WORK TO BE COMPLETED: The required output is every line from the beginning of the entries below through the line that includes "total_reports: 20000", copied exactly.

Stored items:
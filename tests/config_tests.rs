use std::fs;
use std::time::Duration;
use storebench::config::{load_config, load_or_default, ConfigError};
use tempfile::TempDir;

#[cfg(test)]
mod tests {
    use super::*;

    #[test]
    fn test_load_config_from_file() {
        let dir = TempDir::new().unwrap();
        let path = dir.path().join("config.yml");
        let db_path = dir.path().join("bench.duckdb");
        fs::write(
            &path,
            format!(
                r#"
workload:
  total_reports: 20000
  batch_size: 500
  max_concurrency: 8
  round_size: 5000
backends:
  postgres:
    enabled: false
  mongo:
    database: bench
    write_timeout: 5s
  duckdb:
    path: {}
run:
  clear_before: true
"#,
                db_path.display()
            ),
        )
        .unwrap();

        let config = load_config(&path).unwrap();
        assert_eq!(config.workload.total_reports, 20_000);
        assert_eq!(config.workload.effective_round_size(), 5_000);
        assert_eq!(config.enabled_backends(), vec!["mongodb", "duckdb"]);
        assert_eq!(config.backends.mongo.database, "bench");
        assert_eq!(config.backends.mongo.collection, "reports");
        assert_eq!(config.backends.mongo.write_timeout, Duration::from_secs(5));
        assert_eq!(config.backends.duckdb.path, db_path);
        assert!(config.run.clear_before);
        assert!(!config.run.skip_insert);
    }

    #[test]
    fn test_missing_file_is_io_error() {
        let dir = TempDir::new().unwrap();
        let err = load_config(&dir.path().join("absent.yml")).unwrap_err();

        assert!(matches!(err, ConfigError::Io(_)));
        assert!(err.to_string().contains("absent.yml"));
    }

    #[test]
    fn test_parse_error_names_file() {
        let dir = TempDir::new().unwrap();
        let path = dir.path().join("broken.yml");
        fs::write(&path, "workload:\n  batch_size: [oops\n").unwrap();

        let err = load_config(&path).unwrap_err();
        assert!(err.to_string().contains("broken.yml"), "{}", err);
    }

    #[test]
    fn test_explicit_path_used_by_load_or_default() {
        let dir = TempDir::new().unwrap();
        let path = dir.path().join("explicit.yml");
        fs::write(&path, "workload:\n  max_concurrency: 3\n").unwrap();

        let (config, loaded_from) = load_or_default(Some(path.as_path())).unwrap();
        assert_eq!(config.workload.max_concurrency, 3);
        assert_eq!(loaded_from, Some(path));
    }

    #[test]
    fn test_invalid_workload_rejected_from_file() {
        let dir = TempDir::new().unwrap();
        let path = dir.path().join("config.yml");
        fs::write(&path, "workload:\n  max_concurrency: 0\n").unwrap();

        match load_config(&path) {
            Err(ConfigError::ValidationList(errors)) => {
                assert_eq!(errors, vec!["workload.max_concurrency must be at least 1".to_string()]);
            }
            other => panic!("expected ValidationList, got {:?}", other),
        }
    }
}
use super::date_range::DateRange;
use crate::domain::{DailySummary, GameProfit};
use crate::storage::ReportStore;
use std::fmt::Write as _;
use std::future::Future;
use std::sync::Arc;
use std::time::{Duration, Instant};
use tracing::{error, info, warn};

/// Outcome of one timed backend query.
#[derive(Debug, Clone)]
pub struct Timed<T> {
    pub elapsed: Duration,
    pub result: Result<T, String>,
}

impl<T> Timed<T> {
    pub async fn measure<E, F>(call: F) -> Self
    where
        E: std::fmt::Display,
        F: Future<Output = Result<T, E>>,
    {
        let started = Instant::now();
        let result = call.await.map_err(|e| e.to_string());
        Self {
            elapsed: started.elapsed(),
            result,
        }
    }

    pub fn ok(&self) -> Option<&T> {
        self.result.as_ref().ok()
    }
}

/// Query results for one backend.
#[derive(Debug, Clone)]
pub struct BackendReport {
    pub backend: &'static str,
    pub count: Timed<u64>,
    pub profit: Timed<Vec<GameProfit>>,
    pub daily: Timed<Vec<DailySummary>>,
}

impl BackendReport {
    pub async fn collect(store: &dyn ReportStore) -> Self {
        let backend = store.name();

        let count = Timed::measure(store.count()).await;
        log_query(backend, "count", &count);
        let profit = Timed::measure(store.profit_by_game()).await;
        log_query(backend, "profit_by_game", &profit);
        let daily = Timed::measure(store.daily_summary()).await;
        log_query(backend, "daily_summary", &daily);

        Self {
            backend,
            count,
            profit,
            daily,
        }
    }

    pub fn total_profit(&self) -> Option<i64> {
        self.profit
            .ok()
            .map(|rows| rows.iter().map(|row| row.total_profit).sum())
    }
}

fn log_query<T>(backend: &str, query: &str, timed: &Timed<T>) {
    let elapsed_ms = timed.elapsed.as_millis() as u64;
    match &timed.result {
        Ok(_) => info!(backend, query, elapsed_ms, "Query finished"),
        Err(e) => error!(backend, query, elapsed_ms, error = %e, "Query failed"),
    }
}

/// Side-by-side read results across all backends.
#[derive(Debug, Clone, Default)]
pub struct Comparison {
    pub backends: Vec<BackendReport>,
}

impl Comparison {
    /// Query each store in turn; nothing here runs concurrently.
    pub async fn collect(stores: &[Arc<dyn ReportStore>]) -> Self {
        let mut backends = Vec::with_capacity(stores.len());
        for store in stores {
            backends.push(BackendReport::collect(store.as_ref()).await);
        }

        let comparison = Self { backends };
        if !comparison.sums_agree() {
            warn!("Backends disagree on total profit; inserts may have failed on some of them");
        }
        comparison
    }

    /// True when every backend whose profit query succeeded reports the same sum.
    pub fn sums_agree(&self) -> bool {
        let mut sums = self.backends.iter().filter_map(BackendReport::total_profit);
        match sums.next() {
            Some(first) => sums.all(|sum| sum == first),
            None => true,
        }
    }

    pub fn render(&self) -> String {
        let mut out = String::new();

        section(
            &mut out,
            "Count",
            &self.backends,
            |r| match &r.count.result {
                Ok(count) => format!("Found: {}", count),
                Err(e) => format!("Failed: {}", e),
            },
            |r| r.count.elapsed,
        );

        section(
            &mut out,
            "Simple Aggregation",
            &self.backends,
            |r| match &r.profit.result {
                Ok(rows) => format!("Found: {}, Sum: {}", rows.len(), r.total_profit().unwrap_or(0)),
                Err(e) => format!("Failed: {}", e),
            },
            |r| r.profit.elapsed,
        );

        section(
            &mut out,
            "Complex Aggregation",
            &self.backends,
            |r| match &r.daily.result {
                Ok(rows) => match DateRange::from_summaries(rows) {
                    Ok(range) => format!("Found: {}, Date Range: {}", rows.len(), range),
                    Err(_) => format!("Found: {}", rows.len()),
                },
                Err(e) => format!("Failed: {}", e),
            },
            |r| r.daily.elapsed,
        );

        out
    }
}

fn section(
    out: &mut String,
    title: &str,
    reports: &[BackendReport],
    line: impl Fn(&BackendReport) -> String,
    elapsed: impl Fn(&BackendReport) -> Duration,
) {
    let _ = writeln!(out, "----- {} -----", title);
    for report in reports {
        let _ = writeln!(
            out,
            "[{}] Time: {:.2} seconds, {}",
            report.backend,
            elapsed(report).as_secs_f64(),
            line(report)
        );
    }
    let _ = writeln!(out, "---------------------");
    let _ = writeln!(out);
}

#[cfg(test)]
mod tests {
    use super::*;

    fn timed<T>(result: Result<T, String>) -> Timed<T> {
        Timed {
            elapsed: Duration::from_millis(1500),
            result,
        }
    }

    fn profit(game: &str, total: i64) -> GameProfit {
        GameProfit {
            game_name: game.to_string(),
            total_profit: total,
        }
    }

    fn report(backend: &'static str, profits: Result<Vec<GameProfit>, String>) -> BackendReport {
        BackendReport {
            backend,
            count: timed(Ok(10)),
            profit: timed(profits),
            daily: timed(Ok(vec![DailySummary {
                date: "2025-01-01".to_string(),
                brand_id: "brand0".to_string(),
                game_name: "Game 0".to_string(),
                total_bet: 1,
                total_turnover: 2,
                average_payout: 3.0,
                total_count: 10,
                positive_win: 4,
            }])),
        }
    }

    #[test]
    fn test_sums_agree_ignores_failed_backends() {
        let comparison = Comparison {
            backends: vec![
                report("postgres", Ok(vec![profit("Game 1", 30), profit("Game 2", -10)])),
                report("mongodb", Err("timeout".to_string())),
                report("duckdb", Ok(vec![profit("Game 2", -10), profit("Game 1", 30)])),
            ],
        };
        assert!(comparison.sums_agree());
    }

    #[test]
    fn test_sums_disagree() {
        let comparison = Comparison {
            backends: vec![
                report("postgres", Ok(vec![profit("Game 1", 30)])),
                report("duckdb", Ok(vec![profit("Game 1", 29)])),
            ],
        };
        assert!(!comparison.sums_agree());
        assert!(Comparison::default().sums_agree());
    }

    #[test]
    fn test_render_sections() {
        let comparison = Comparison {
            backends: vec![
                report("postgres", Ok(vec![profit("Game 1", 30), profit("Game 2", 12)])),
                report("mongodb", Err("connection refused".to_string())),
            ],
        };
        let text = comparison.render();

        assert!(text.contains("----- Count -----"));
        assert!(text.contains("[postgres] Time: 1.50 seconds, Found: 10"));
        assert!(text.contains("----- Simple Aggregation -----"));
        assert!(text.contains("[postgres] Time: 1.50 seconds, Found: 2, Sum: 42"));
        assert!(text.contains("[mongodb] Time: 1.50 seconds, Failed: connection refused"));
        assert!(text.contains("----- Complex Aggregation -----"));
        assert!(text.contains("Found: 1, Date Range: 2025-01-01 to 2025-01-01, Total Days: 1"));
    }

    #[tokio::test]
    async fn test_measure_captures_error_text() {
        let timed: Timed<u64> = Timed::measure(async { Err::<u64, _>("boom") }).await;
        assert_eq!(timed.result, Err("boom".to_string()));
        assert!(timed.ok().is_none());
    }
}
use chrono::{DateTime, Utc};
use serde::{Deserialize, Serialize};

/// A single synthetic gaming report.
///
/// Field names double as column names in every backend, so renaming one
/// means touching each adapter's schema.
#[derive(Debug, Clone, PartialEq, Serialize, Deserialize)]
pub struct Report {
    pub username: String,
    pub username_game: String,
    pub currency: String,
    pub winloss: i64,
    pub bet: i64,
    pub turnover: i64,
    pub payout: f64,
    pub bet_time: DateTime<Utc>,
    pub brand_id: String,
    pub brand_name: String,
    pub game_id: String,
    pub game_name: String,
    pub game_type: String,
    pub transaction_id: String,
    pub round_id: String,
}

/// Column order shared by the SQL adapters.
pub const REPORT_COLUMNS: [&str; 15] = [
    "username",
    "username_game",
    "currency",
    "winloss",
    "bet",
    "turnover",
    "payout",
    "bet_time",
    "brand_id",
    "brand_name",
    "game_id",
    "game_name",
    "game_type",
    "transaction_id",
    "round_id",
];

#[cfg(test)]
mod tests {
    use super::*;

    #[test]
    fn test_report_json_uses_column_names() {
        let report = Report {
            username: "u".to_string(),
            username_game: "u_pgsoft".to_string(),
            currency: "USD".to_string(),
            winloss: -12,
            bet: 100,
            turnover: 200,
            payout: 1.5,
            bet_time: "2025-01-02T03:04:05Z".parse().unwrap(),
            brand_id: "brand1".to_string(),
            brand_name: "Brand 1".to_string(),
            game_id: "game7".to_string(),
            game_name: "Game 7".to_string(),
            game_type: "type2".to_string(),
            transaction_id: "tx1".to_string(),
            round_id: "round1".to_string(),
        };

        let value = serde_json::to_value(&report).unwrap();
        let object = value.as_object().unwrap();
        assert_eq!(object.len(), REPORT_COLUMNS.len());
        for column in REPORT_COLUMNS {
            assert!(object.contains_key(column), "missing {}", column);
        }
    }
}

OUTPUT OF THE EXERCISE:
filename tests/config_tests.rs
use std::fs;
use std::time::Duration;
use storebench::config::{load_config, load_or_default, ConfigError};
use tempfile::TempDir;

#[cfg(test)]
mod tests {
    use super::*;

    #[test]
    fn test_load_config_from_file() {
        let dir = TempDir::new().unwrap();
        let path = dir.path().join("config.yml");
        let db_path = dir.path().join("bench.duckdb");
        fs::write(
            &path,
            format!(
                r#"
workload:
  total_reports: 20000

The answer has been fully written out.